In order to listen to github webhooks, you'll need to define some environment variables.

Note: All these variables will also be passed to the hook command.

Some variables are mandatory:

  • $GITHUB_TOKEN a valid o-auth token
  • $GITHUB_REPO to know which tarball to download

Some are optional:

  • $HOOK the command to execute (default: docker-compose run tests)
  • $BUILD_IMAGE the image to use for separate containers (default: docteurklein/compose-ci)
  • $BUILD_CMD the command to execute in this separate container (default: python3 -m compose_ci)
  • $SMTP_* if you want to receive emails
  • $CERT_PATH the absolute path to your https certificate
  • $GARBAGE_COLLECT set to 0 to keep the build container (default: 1)
  • $DOCKER_HOST the docker engine socket (default: unix:///var/run/docker.sock)
  • whatever else that is required by your command
docker build -t my_ci .

docker run -it --rm \
    -p 8080:80 \
    -e HOOK="docker-compose run --rm php vendor/bin/phpspec r" \
    -v /var/run/docker.sock:/var/run/docker.sock \

Note: We mount docker.sock inside the container.
/!\ This means that any docker command executed by the hook will be made against the host docker engine.

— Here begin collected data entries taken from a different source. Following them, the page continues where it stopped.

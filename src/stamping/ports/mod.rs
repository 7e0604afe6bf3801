//! Port contracts for user stamping.
//!
//! Ports define the interfaces the stamping layer consumes from its host:
//! who is acting, what a stampable record looks like, and where lifecycle
//! listeners and global scopes are registered.

pub mod actor;
pub mod config;
pub mod events;
pub mod model;

pub use actor::ActorProvider;
#[cfg(test)]
pub use actor::MockActorProvider;
pub use config::{ConfigError, StampingConfig};
pub use events::{GlobalScope, Listener, ModelEvents};
pub use model::Stampable;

Tadaaa! You now have a service waiting for webhooks on port 8080.
Grab the IP address of your host and configure a github webhook.

Note: The url MUST contain ?token=<my-oauth-token>.
This token MUST match $GITHUB_TOKEN.

Note: Depending wether your certificate (server.pem) is correctly signed, you might have to disable SSL verification.

Manually trigger a build:

You can simulate a github webhook request using:

curl -X POST "$(docker-machine ip my_ci):8080/?token=$GITHUB_TOKEN" -d '{"after": "<commit>"}'

Logs and artifacts

Each build is executed inside a separate container, which means we can leverage the docker capabilities to retrieve logs and data.

Note: These separate containers are removed if $GARBAGE_COLLECT=1.

see what happened

docker logs <uuid>

re-execute a build

docker start -a <uuid>

get files

docker cp <uuid>/tarball .

Note: The uuid is visible at the end of every email and in the response of the webhook http request.

A note about security

It is SSL-ready, but not enabled by default. You need to generate a certificate and enable it, by using the CERT_PATH variable.

The only verification that is made is the $GITHUB_TOKEN comparison
That same token is used to authenticate against the github API.

This is not intended to replace a multi-tenant SaaS.
This is however not really important since you can launch one instance per project.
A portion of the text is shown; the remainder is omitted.